Task data:
◇ ◇ ◇
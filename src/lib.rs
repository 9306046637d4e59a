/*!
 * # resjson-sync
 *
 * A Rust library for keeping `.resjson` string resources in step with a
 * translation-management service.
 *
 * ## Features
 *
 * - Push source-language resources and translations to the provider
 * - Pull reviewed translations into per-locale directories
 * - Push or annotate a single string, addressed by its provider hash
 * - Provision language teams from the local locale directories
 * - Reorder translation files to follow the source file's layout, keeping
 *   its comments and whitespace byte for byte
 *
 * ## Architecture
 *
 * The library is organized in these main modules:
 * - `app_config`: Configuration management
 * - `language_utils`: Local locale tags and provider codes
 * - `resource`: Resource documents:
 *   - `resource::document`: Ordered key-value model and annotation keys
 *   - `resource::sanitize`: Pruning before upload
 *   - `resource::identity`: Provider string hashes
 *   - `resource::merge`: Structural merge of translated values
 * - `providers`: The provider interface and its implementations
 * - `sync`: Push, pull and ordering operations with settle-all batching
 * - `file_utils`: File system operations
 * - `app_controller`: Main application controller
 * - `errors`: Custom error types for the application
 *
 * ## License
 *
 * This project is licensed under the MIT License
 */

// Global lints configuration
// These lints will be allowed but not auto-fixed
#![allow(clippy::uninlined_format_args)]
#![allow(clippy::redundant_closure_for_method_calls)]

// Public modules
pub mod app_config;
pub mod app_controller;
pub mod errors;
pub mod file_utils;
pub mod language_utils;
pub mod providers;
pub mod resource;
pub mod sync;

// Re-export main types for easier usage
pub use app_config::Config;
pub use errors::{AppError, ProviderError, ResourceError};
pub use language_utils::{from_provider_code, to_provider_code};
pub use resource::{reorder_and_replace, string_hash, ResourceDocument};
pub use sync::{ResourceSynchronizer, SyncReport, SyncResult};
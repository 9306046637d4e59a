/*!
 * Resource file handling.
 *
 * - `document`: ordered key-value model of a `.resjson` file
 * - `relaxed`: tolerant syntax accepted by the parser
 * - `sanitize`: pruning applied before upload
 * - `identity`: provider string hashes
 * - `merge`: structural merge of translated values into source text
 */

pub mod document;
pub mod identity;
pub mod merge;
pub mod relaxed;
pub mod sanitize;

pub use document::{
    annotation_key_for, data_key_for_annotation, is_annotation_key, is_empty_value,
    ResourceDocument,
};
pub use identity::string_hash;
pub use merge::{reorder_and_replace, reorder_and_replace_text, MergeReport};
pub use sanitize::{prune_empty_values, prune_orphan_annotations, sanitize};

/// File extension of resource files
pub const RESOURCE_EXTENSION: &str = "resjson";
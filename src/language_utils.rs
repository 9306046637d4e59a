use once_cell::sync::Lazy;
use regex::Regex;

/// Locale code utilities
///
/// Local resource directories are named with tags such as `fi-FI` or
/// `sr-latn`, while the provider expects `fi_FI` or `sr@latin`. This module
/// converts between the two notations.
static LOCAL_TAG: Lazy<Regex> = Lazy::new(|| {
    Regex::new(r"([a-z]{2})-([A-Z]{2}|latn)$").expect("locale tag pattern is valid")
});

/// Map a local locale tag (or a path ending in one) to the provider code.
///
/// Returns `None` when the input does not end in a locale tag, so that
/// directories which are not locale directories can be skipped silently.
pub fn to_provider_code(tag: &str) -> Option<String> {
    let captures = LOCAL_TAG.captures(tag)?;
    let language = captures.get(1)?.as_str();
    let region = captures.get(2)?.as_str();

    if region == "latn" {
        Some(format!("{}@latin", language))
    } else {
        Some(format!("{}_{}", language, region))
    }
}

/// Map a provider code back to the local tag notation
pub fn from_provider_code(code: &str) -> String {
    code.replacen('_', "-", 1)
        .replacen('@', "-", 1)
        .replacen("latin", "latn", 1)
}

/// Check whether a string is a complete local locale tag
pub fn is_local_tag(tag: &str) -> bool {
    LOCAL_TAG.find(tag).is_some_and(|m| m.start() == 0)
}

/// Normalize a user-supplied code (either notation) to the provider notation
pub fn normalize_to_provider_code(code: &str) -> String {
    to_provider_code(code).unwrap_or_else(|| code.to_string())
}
◇ ◇ ◇
Work instruction: Type out again, exactly as written, the lines from the beginning of the material through the one containing "key-value model of".

Result of the exercise:
filename src/lib.rs
repository 9306046637d4e59a
/*!
 * # resjson-sync
 *
 * A Rust library for keeping `.resjson` string resources in step with a
 * translation-management service.
 *
 * ## Features
 *
 * - Push source-language resources and translations to the provider
 * - Pull reviewed translations into per-locale directories
 * - Push or annotate a single string, addressed by its provider hash
 * - Provision language teams from the local locale directories
 * - Reorder translation files to follow the source file's layout, keeping
 *   its comments and whitespace byte for byte
 *
 * ## Architecture
 *
 * The library is organized in these main modules:
 * - `app_config`: Configuration management
 * - `language_utils`: Local locale tags and provider codes
 * - `resource`: Resource documents:
 *   - `resource::document`: Ordered key-value model and annotation keys
 *   - `resource::sanitize`: Pruning before upload
 *   - `resource::identity`: Provider string hashes
 *   - `resource::merge`: Structural merge of translated values
 * - `providers`: The provider interface and its implementations
 * - `sync`: Push, pull and ordering operations with settle-all batching
 * - `file_utils`: File system operations
 * - `app_controller`: Main application controller
 * - `errors`: Custom error types for the application
 *
 * ## License
 *
 * This project is licensed under the MIT License
 */

// Global lints configuration
// These lints will be allowed but not auto-fixed
#![allow(clippy::uninlined_format_args)]
#![allow(clippy::redundant_closure_for_method_calls)]

// Public modules
pub mod app_config;
pub mod app_controller;
pub mod errors;
pub mod file_utils;
pub mod language_utils;
pub mod providers;
pub mod resource;
pub mod sync;

// Re-export main types for easier usage
pub use app_config::Config;
pub use errors::{AppError, ProviderError, ResourceError};
pub use language_utils::{from_provider_code, to_provider_code};
pub use resource::{reorder_and_replace, string_hash, ResourceDocument};
pub use sync::{ResourceSynchronizer, SyncReport, SyncResult};
repository 9306046637d4e59a
/*!
 * Resource file handling.
 *
 * - `document`: ordered key-value model of a `.resjson` file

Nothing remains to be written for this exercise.